_Brief_. Please copy, with no word changed, only the run of lines that opens with the line containing "assert_eq!(stored.total_cents, 900);" and closes with the last line below.

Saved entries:
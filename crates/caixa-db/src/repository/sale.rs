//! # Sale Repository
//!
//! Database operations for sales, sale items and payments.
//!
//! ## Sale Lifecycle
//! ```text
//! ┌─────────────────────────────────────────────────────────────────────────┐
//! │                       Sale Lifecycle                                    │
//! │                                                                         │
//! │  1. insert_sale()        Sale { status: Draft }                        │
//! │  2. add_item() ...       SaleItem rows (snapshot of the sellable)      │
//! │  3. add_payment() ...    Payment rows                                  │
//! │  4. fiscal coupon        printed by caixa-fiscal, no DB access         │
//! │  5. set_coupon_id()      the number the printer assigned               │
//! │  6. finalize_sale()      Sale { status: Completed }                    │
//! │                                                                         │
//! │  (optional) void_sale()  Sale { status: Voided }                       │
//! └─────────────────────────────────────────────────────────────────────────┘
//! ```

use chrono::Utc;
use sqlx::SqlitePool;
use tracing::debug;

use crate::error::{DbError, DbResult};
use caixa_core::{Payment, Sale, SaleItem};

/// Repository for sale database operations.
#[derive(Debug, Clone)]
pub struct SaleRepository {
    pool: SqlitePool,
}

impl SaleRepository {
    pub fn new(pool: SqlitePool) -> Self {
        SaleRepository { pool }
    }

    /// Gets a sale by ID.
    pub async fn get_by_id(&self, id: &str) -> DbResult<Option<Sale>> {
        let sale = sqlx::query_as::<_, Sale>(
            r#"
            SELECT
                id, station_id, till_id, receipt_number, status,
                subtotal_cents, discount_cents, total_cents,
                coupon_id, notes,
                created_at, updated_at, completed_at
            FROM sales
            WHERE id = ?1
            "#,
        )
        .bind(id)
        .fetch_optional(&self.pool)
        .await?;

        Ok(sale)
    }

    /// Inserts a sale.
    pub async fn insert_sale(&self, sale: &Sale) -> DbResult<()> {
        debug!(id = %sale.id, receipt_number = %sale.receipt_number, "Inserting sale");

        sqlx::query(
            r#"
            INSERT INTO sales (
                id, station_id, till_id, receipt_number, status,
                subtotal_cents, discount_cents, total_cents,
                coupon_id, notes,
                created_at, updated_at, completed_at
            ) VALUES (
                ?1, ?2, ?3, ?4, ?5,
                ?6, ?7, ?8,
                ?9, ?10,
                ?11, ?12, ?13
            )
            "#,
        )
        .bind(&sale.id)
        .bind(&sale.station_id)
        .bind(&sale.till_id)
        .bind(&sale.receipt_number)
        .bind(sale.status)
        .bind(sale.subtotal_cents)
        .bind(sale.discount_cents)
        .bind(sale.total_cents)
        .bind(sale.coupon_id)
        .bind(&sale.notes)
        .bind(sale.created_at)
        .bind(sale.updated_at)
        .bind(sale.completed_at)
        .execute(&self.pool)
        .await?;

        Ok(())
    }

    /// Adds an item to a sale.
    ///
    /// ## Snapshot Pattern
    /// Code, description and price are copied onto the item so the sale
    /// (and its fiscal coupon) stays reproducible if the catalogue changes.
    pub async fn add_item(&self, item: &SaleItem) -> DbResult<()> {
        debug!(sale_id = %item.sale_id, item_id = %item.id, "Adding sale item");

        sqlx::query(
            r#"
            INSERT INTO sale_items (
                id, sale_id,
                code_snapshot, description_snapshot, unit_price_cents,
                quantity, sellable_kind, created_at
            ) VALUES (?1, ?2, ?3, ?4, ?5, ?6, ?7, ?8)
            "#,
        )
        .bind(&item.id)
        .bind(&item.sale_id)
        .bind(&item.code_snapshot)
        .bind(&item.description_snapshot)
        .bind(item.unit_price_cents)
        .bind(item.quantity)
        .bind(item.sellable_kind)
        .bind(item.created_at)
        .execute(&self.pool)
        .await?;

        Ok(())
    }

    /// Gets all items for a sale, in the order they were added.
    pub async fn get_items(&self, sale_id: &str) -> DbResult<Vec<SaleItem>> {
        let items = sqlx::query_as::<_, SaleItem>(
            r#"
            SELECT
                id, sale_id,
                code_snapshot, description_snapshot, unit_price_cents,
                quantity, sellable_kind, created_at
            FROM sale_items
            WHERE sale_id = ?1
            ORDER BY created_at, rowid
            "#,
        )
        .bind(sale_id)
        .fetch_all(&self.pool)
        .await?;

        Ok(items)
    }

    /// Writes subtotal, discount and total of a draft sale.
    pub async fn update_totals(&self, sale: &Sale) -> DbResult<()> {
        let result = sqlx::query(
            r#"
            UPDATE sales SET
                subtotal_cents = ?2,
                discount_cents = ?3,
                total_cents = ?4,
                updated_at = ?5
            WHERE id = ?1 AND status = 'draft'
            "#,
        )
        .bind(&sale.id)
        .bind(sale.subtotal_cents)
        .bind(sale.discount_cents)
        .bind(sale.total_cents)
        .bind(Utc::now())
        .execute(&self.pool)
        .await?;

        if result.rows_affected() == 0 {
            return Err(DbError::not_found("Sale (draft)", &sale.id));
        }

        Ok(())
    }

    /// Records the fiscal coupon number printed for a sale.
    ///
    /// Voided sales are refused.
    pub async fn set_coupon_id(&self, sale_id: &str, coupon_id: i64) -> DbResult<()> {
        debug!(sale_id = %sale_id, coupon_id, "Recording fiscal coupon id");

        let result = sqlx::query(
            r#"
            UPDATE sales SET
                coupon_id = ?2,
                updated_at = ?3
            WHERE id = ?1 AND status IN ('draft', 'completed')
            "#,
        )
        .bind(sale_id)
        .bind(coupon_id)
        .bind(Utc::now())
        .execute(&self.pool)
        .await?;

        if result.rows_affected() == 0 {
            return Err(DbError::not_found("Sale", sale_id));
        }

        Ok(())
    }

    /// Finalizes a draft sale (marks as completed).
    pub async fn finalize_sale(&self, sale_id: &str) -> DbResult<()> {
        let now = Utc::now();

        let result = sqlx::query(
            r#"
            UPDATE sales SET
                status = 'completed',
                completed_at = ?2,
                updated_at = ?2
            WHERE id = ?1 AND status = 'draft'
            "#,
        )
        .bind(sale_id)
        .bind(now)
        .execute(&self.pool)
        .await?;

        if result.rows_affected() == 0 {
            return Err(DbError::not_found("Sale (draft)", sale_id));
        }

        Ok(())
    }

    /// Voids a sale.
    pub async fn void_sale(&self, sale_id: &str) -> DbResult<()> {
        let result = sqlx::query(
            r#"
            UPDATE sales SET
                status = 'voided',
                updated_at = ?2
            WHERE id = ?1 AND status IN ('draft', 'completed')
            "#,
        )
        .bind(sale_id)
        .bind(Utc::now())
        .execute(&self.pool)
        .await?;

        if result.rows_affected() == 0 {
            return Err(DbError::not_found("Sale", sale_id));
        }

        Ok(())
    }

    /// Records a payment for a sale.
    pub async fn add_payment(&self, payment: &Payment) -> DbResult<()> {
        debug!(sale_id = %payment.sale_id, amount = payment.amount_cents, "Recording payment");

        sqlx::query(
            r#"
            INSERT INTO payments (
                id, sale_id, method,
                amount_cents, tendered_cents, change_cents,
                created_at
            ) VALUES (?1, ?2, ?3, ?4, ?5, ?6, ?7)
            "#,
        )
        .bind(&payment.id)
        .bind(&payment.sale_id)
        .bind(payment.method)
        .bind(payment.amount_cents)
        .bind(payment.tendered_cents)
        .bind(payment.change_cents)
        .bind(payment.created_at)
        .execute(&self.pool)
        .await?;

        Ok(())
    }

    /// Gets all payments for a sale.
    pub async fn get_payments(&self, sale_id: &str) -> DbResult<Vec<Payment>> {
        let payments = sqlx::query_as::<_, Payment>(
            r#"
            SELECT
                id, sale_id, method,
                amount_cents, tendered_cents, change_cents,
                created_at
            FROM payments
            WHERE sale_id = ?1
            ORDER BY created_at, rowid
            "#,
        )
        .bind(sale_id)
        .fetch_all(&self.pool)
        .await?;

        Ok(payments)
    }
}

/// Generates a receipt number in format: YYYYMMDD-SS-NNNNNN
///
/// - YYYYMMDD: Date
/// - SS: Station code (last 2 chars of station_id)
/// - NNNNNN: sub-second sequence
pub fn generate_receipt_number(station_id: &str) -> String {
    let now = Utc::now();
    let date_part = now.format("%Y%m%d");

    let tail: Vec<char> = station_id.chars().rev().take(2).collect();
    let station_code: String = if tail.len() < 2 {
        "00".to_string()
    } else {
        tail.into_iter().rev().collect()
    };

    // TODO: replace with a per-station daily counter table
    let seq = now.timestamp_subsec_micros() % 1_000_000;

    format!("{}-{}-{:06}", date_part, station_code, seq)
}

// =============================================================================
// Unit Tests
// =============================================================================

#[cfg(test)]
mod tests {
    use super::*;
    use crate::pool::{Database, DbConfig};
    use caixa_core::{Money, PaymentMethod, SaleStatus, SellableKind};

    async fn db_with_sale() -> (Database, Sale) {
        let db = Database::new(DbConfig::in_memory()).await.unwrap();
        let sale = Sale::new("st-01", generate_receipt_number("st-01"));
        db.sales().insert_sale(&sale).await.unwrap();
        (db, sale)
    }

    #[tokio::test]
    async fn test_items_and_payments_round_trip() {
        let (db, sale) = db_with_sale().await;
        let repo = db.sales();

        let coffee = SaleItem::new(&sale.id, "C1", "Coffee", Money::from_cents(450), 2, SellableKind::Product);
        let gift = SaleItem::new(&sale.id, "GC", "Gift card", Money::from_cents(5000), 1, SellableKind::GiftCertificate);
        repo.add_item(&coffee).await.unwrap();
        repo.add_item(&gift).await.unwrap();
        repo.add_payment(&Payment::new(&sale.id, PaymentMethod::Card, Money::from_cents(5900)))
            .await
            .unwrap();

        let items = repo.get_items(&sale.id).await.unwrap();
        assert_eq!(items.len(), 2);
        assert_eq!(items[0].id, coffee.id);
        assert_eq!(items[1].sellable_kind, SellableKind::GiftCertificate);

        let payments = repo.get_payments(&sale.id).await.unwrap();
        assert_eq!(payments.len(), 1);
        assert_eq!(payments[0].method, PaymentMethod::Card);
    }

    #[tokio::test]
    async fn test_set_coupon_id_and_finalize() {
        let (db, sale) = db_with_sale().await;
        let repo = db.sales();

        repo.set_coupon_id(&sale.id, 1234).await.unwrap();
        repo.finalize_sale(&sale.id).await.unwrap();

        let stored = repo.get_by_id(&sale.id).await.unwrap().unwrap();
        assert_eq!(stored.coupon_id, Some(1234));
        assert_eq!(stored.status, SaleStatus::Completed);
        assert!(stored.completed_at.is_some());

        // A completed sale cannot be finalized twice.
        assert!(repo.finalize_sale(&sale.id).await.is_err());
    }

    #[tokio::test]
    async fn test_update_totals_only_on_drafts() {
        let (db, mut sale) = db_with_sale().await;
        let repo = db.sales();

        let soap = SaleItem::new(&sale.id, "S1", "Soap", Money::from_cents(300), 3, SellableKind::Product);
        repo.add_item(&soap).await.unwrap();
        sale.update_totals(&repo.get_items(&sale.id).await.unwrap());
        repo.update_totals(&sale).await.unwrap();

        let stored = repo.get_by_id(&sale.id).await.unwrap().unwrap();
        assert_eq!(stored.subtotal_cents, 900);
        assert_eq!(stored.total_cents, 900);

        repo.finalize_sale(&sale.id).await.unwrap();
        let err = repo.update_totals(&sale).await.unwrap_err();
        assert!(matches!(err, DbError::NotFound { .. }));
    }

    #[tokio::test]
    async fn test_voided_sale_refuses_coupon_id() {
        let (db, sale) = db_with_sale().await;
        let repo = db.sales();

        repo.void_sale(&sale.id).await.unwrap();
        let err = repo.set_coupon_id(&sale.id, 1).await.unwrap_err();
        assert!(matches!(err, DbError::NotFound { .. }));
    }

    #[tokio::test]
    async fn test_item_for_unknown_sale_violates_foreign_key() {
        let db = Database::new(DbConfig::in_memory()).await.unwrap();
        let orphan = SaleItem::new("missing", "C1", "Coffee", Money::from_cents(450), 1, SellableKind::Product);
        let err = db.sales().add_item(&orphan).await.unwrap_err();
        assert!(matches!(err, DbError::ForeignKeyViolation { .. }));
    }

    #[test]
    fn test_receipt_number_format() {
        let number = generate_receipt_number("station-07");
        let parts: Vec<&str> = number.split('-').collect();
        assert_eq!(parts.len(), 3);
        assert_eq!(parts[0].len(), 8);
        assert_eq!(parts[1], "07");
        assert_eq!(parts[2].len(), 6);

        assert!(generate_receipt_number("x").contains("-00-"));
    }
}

_Solution to the exercise_.
        assert_eq!(stored.total_cents, 900);

        repo.finalize_sale(&sale.id).await.unwrap();
        let err = repo.update_totals(&sale).await.unwrap_err();
        assert!(matches!(err, DbError::NotFound { .. }));
    }

    #[tokio::test]
    async fn test_voided_sale_refuses_coupon_id() {
        let (db, sale) = db_with_sale().await;
        let repo = db.sales();

        repo.void_sale(&sale.id).await.unwrap();
        let err = repo.set_coupon_id(&sale.id, 1).await.unwrap_err();
        assert!(matches!(err, DbError::NotFound { .. }));
    }

    #[tokio::test]
    async fn test_item_for_unknown_sale_violates_foreign_key() {
        let db = Database::new(DbConfig::in_memory()).await.unwrap();
        let orphan = SaleItem::new("missing", "C1", "Coffee", Money::from_cents(450), 1, SellableKind::Product);
        let err = db.sales().add_item(&orphan).await.unwrap_err();
        assert!(matches!(err, DbError::ForeignKeyViolation { .. }));
    }

    #[test]
    fn test_receipt_number_format() {
        let number = generate_receipt_number("station-07");
        let parts: Vec<&str> = number.split('-').collect();
        assert_eq!(parts.len(), 3);
        assert_eq!(parts[0].len(), 8);
        assert_eq!(parts[1], "07");
        assert_eq!(parts[2].len(), 6);

        assert!(generate_receipt_number("x").contains("-00-"));
    }
}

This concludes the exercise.